The Time Traveller’s Guide to Restoration Britain
Page 17
All these reasons to travel have been established for centuries. What is novel is the desire to travel for the sake of travelling – to see new sights, learn new things and maintain or improve one’s health. Celia Fiennes expresses the reasons why ladies and gentlemen should travel around Britain:
If all persons, both ladies [and] much more gentlemen, would spend some of their time in journeys to visit their native land, and be curious to inform themselves and make observations of the pleasant prospects, good buildings, different produces and manufactures of each place … [it] would be a sovereign remedy to cure or preserve [them] from these epidemic diseases of vapours, [to which] should I add laziness? It would also form such an idea of England, add much to its glory and esteem in our minds and cure the evil itch of over-valuing foreign parts, [and] at least furnish them with an equivalent to entertain strangers when among us, or inform them when abroad of their native country, which has often been a reproach to the English: ignorance, and being strangers to themselves. Nay the ladies might have matter not unworthy their observation, so subject for conversation … which would spare them the uneasy thoughts [of] how to pass away tedious days, and time would not be a burden when not at a card or dice table … But [it is] much more requisite for gentlemen in the general service of their country at home or abroad, in town or country, especially those that serve in Parliament, to know and inform themselves [of] the nature of [the] land, the genius of the inhabitants, so as to promote and improve manufacture and trade.80
Many of the virtues that Celia Fiennes associates with domestic travel can be applied to foreign trips too. The term ‘Grand Tour’ is first coined in 1670 by Richard Lassels in his book An Italian Voyage to describe the Continental journeys undertaken by hundreds of young English gentlemen each year. They make their way to Dover, cross the Channel to Calais and aim straight for Paris. From there they journey down to Italy. Rome is always the most popular destination, followed closely by Venice. Other must-see places for Englishmen are Parma, Piacenza, Bologna, Genoa, Lucca, Florence, Siena, Viterbo, Arezzo, Perugia, Terni and Naples. The southernmost destination for most gentlemen is Paestum, at which point they will turn back and visit all the places they missed on the way south, delaying their return to England for as long as possible. Most young men spend between eighteen months and two years on such a journey. Some Grand Tours last even longer. Thomas Herbert, the brother of the earl of Pembroke, spends three years travelling around France and Italy in 1676–9. Robert Spencer, earl of Sunderland, spends four years in France, Spain, Switzerland and Italy in 1661–5. Parents hope that their sons will learn something along the way, so they send them in the company of tutors, whose duty it is to keep their charges’ attention focused on the artworks and architecture of the Italian Renaissance, and to steer them away from all the pretty Italian women. This is quite a tall order – especially when the tutor is effectively a servant and not in a position to tell his young lord what not to do. Many Grand Tours descend into debauchery and whoring as soon as the newly liberated young buck reaches Paris. To be fair, however, many are genuinely educational. The naturalist John Ray sails to Calais in 1663 specifically to record all the birds, beasts, fish and insects that are not to be found in England: over the next three years he travels through Flanders, the Low Countries, southern Germany, Austria, Italy, Sicily, Switzerland and France. Robert Boyle’s five years abroad are spent studying subjects as diverse as ethics, history, natural philosophy and fortification. Edmond Halley’s Grand Tour in 1680–82 sees him monitoring the progress of comets with Giovanni Cassini at the Paris Observatory.

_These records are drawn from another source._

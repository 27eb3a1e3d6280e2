//! Theme data model
//!
//! Color themes are JSON-with-comments documents carrying a
//! `tokenColors` array of scope → style rules, optionally chained to a
//! base theme via an `include` reference. This module defines the raw
//! (serde) shapes of those documents, the resolved [`ScopeStyle`]
//! values the rest of the crate consumes, and the comment-stripping
//! preprocessor that lets `serde_json` parse the files.

use serde::{Deserialize, Serialize};

/// RGBA color (0-255 per channel)
#[derive(Debug, Clone, Copy, PartialEq, Eq, Default)]
pub struct Color {
    pub r: u8,
    pub g: u8,
    pub b: u8,
    pub a: u8,
}

impl Color {
    /// Create a new color from RGB values (alpha defaults to 255)
    pub const fn rgb(r: u8, g: u8, b: u8) -> Self {
        Self { r, g, b, a: 255 }
    }

    /// Create a new color from RGBA values
    pub const fn rgba(r: u8, g: u8, b: u8, a: u8) -> Self {
        Self { r, g, b, a }
    }

    /// Parse from "#RRGGBB" or "#RRGGBBAA" hex string
    pub fn from_hex(s: &str) -> Result<Self, String> {
        let s = s.trim_start_matches('#');
        match s.len() {
            6 => Ok(Color {
                r: u8::from_str_radix(&s[0..2], 16).map_err(|e| e.to_string())?,
                g: u8::from_str_radix(&s[2..4], 16).map_err(|e| e.to_string())?,
                b: u8::from_str_radix(&s[4..6], 16).map_err(|e| e.to_string())?,
                a: 255,
            }),
            8 => Ok(Color {
                r: u8::from_str_radix(&s[0..2], 16).map_err(|e| e.to_string())?,
                g: u8::from_str_radix(&s[2..4], 16).map_err(|e| e.to_string())?,
                b: u8::from_str_radix(&s[4..6], 16).map_err(|e| e.to_string())?,
                a: u8::from_str_radix(&s[6..8], 16).map_err(|e| e.to_string())?,
            }),
            _ => Err(format!("Invalid color format: {}", s)),
        }
    }
}

/// Font style flags from a rule's `fontStyle` field.
///
/// Multiple flags may combine (e.g. italic+bold). Tokens other than
/// `italic`, `bold` and `underline` are ignored.
#[derive(Debug, Clone, Copy, PartialEq, Eq, Default)]
pub struct FontStyle {
    pub italic: bool,
    pub bold: bool,
    pub underline: bool,
}

impl FontStyle {
    /// Parse a space-separated token list such as `"bold italic"`
    pub fn parse(text: &str) -> Self {
        let mut style = FontStyle::default();
        for part in text.split_whitespace() {
            match part {
                "italic" => style.italic = true,
                "bold" => style.bold = true,
                "underline" => style.underline = true,
                _ => {}
            }
        }
        style
    }

    pub fn is_plain(&self) -> bool {
        !(self.italic || self.bold || self.underline)
    }
}

/// Resolved style for one scope name. Immutable once resolved for a
/// theme load; the table holding these is rebuilt wholesale on reload.
#[derive(Debug, Clone, Copy, PartialEq, Eq, Default)]
pub struct ScopeStyle {
    pub foreground: Option<Color>,
    pub background: Option<Color>,
    pub font_style: FontStyle,
}

/// Style settings as they appear in a theme rule (raw strings)
#[derive(Debug, Clone, Default, PartialEq, Eq, Serialize, Deserialize)]
#[serde(rename_all = "camelCase")]
pub struct RawStyle {
    #[serde(default, skip_serializing_if = "Option::is_none")]
    pub foreground: Option<String>,
    #[serde(default, skip_serializing_if = "Option::is_none")]
    pub background: Option<String>,
    #[serde(default, skip_serializing_if = "Option::is_none")]
    pub font_style: Option<String>,
}

impl RawStyle {
    /// Resolve raw strings into a [`ScopeStyle`].
    ///
    /// A malformed color drops that field rather than failing the
    /// rule; unknown font-style tokens are ignored.
    pub fn resolve(&self) -> ScopeStyle {
        ScopeStyle {
            foreground: self.foreground.as_deref().and_then(parse_color_field),
            background: self.background.as_deref().and_then(parse_color_field),
            font_style: self
                .font_style
                .as_deref()
                .map(FontStyle::parse)
                .unwrap_or_default(),
        }
    }
}

fn parse_color_field(text: &str) -> Option<Color> {
    match Color::from_hex(text) {
        Ok(color) => Some(color),
        Err(e) => {
            tracing::warn!("Ignoring malformed theme color {:?}: {}", text, e);
            None
        }
    }
}

/// A rule's `scope` field: a single scope name or a list of them
#[derive(Debug, Clone, PartialEq, Eq, Serialize, Deserialize)]
#[serde(untagged)]
pub enum ScopeSelector {
    One(String),
    Many(Vec<String>),
}

impl ScopeSelector {
    pub fn names(&self) -> &[String] {
        match self {
            ScopeSelector::One(name) => std::slice::from_ref(name),
            ScopeSelector::Many(names) => names,
        }
    }
}

/// One entry of a theme's `tokenColors` array.
///
/// Rules without a `scope` field define global editor colors and are
/// skipped during scope ingestion.
#[derive(Debug, Clone, PartialEq, Eq, Serialize, Deserialize)]
pub struct TokenColorRule {
    #[serde(default, skip_serializing_if = "Option::is_none")]
    pub scope: Option<ScopeSelector>,
    #[serde(default)]
    pub settings: RawStyle,
}

/// The parts of a theme document this subsystem consumes
#[derive(Debug, Clone, Default, Deserialize)]
#[serde(rename_all = "camelCase")]
pub struct ThemeFile {
    #[serde(default)]
    pub token_colors: Vec<TokenColorRule>,
    /// Relative path of a base theme to chain-load after this file
    #[serde(default)]
    pub include: Option<String>,
}

impl ThemeFile {
    /// Parse a JSON-with-comments theme document
    pub fn parse(text: &str) -> Result<Self, serde_json::Error> {
        serde_json::from_str(&strip_json_comments(text))
    }
}

/// Strip `//` and `/* */` comments plus trailing commas so the result
/// is plain JSON. Comment-like text inside string literals is kept.
pub fn strip_json_comments(text: &str) -> String {
    let bytes = text.as_bytes();
    let mut out = Vec::with_capacity(bytes.len());
    let mut i = 0;

    // Pass 1: comments
    let mut in_string = false;
    while i < bytes.len() {
        let b = bytes[i];
        if in_string {
            out.push(b);
            if b == b'\\' && i + 1 < bytes.len() {
                out.push(bytes[i + 1]);
                i += 2;
                continue;
            }
            if b == b'"' {
                in_string = false;
            }
            i += 1;
        } else if b == b'"' {
            in_string = true;
            out.push(b);
            i += 1;
        } else if b == b'/' && bytes.get(i + 1) == Some(&b'/') {
            while i < bytes.len() && bytes[i] != b'\n' {
                i += 1;
            }
        } else if b == b'/' && bytes.get(i + 1) == Some(&b'*') {
            i += 2;
            while i < bytes.len() && !(bytes[i] == b'*' && bytes.get(i + 1) == Some(&b'/')) {
                // Preserve newlines for line numbers in error messages
                if bytes[i] == b'\n' {
                    out.push(b'\n');
                }
                i += 1;
            }
            i = (i + 2).min(bytes.len());
        } else {
            out.push(b);
            i += 1;
        }
    }

    // Pass 2: trailing commas (a comma whose next non-whitespace byte
    // closes an object or array)
    let stripped = out;
    let mut result = Vec::with_capacity(stripped.len());
    let mut in_string = false;
    let mut i = 0;
    while i < stripped.len() {
        let b = stripped[i];
        if in_string {
            result.push(b);
            if b == b'\\' && i + 1 < stripped.len() {
                result.push(stripped[i + 1]);
                i += 2;
                continue;
            }
            if b == b'"' {
                in_string = false;
            }
            i += 1;
        } else if b == b'"' {
            in_string = true;
            result.push(b);
            i += 1;
        } else if b == b',' {
            let mut j = i + 1;
            while j < stripped.len() && stripped[j].is_ascii_whitespace() {
                j += 1;
            }
            if j < stripped.len() && (stripped[j] == b'}' || stripped[j] == b']') {
                i += 1; // drop the comma, keep the whitespace
            } else {
                result.push(b);
                i += 1;
            }
        } else {
            result.push(b);
            i += 1;
        }
    }

    // Input was valid UTF-8 and only ASCII bytes were removed
    String::from_utf8(result).unwrap_or_default()
}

English gentlemen and ladies are also able to learn from those foreign travellers who come to these shores. We have already encountered some of them – Willem Schellinks from Holland, Lorenzo Magalotti from Italy and Monsieur Misson from France. Thousands of others arrive from almost every corner of the world. Ambassadors from the king of Siam (Thailand) come to London in 1682. John Evelyn entertains the Frenchman Jean-Baptiste Chardin in 1680, hearing of his travels to the East Indies, Persia, the Black Sea, the Caspian Sea, Baghdad, Nineveh and Persepolis. One of the most remarkable of all visitors is the Latin-speaking Chinese intellectual Shen Fuzong. When he comes to England with the Flemish Jesuit Philippe Couplet, in 1687, James II orders Godfrey Kneller to paint a portrait of him in his Chinese robes. Shen spends some time at Oxford helping to catalogue the Chinese books in the Bodleian Library and providing information on everything from Chinese maps and calendars to mathematics and games. The same year, Couplet produces Confucius Sinarum philosophus, which introduces three of the four canonical works of Confucianism to Western scholars. Items brought to these shores by traders hint at some of the cultural differences to be encountered on the other side of the world – Chinese porcelain and furniture, for example, or Indian cotton, chintzes, rugs and tea. In these respects, the English are the very opposite of ‘unfriendly’ to foreigners: exotic goods from the Middle East and Far East are welcomed as never before.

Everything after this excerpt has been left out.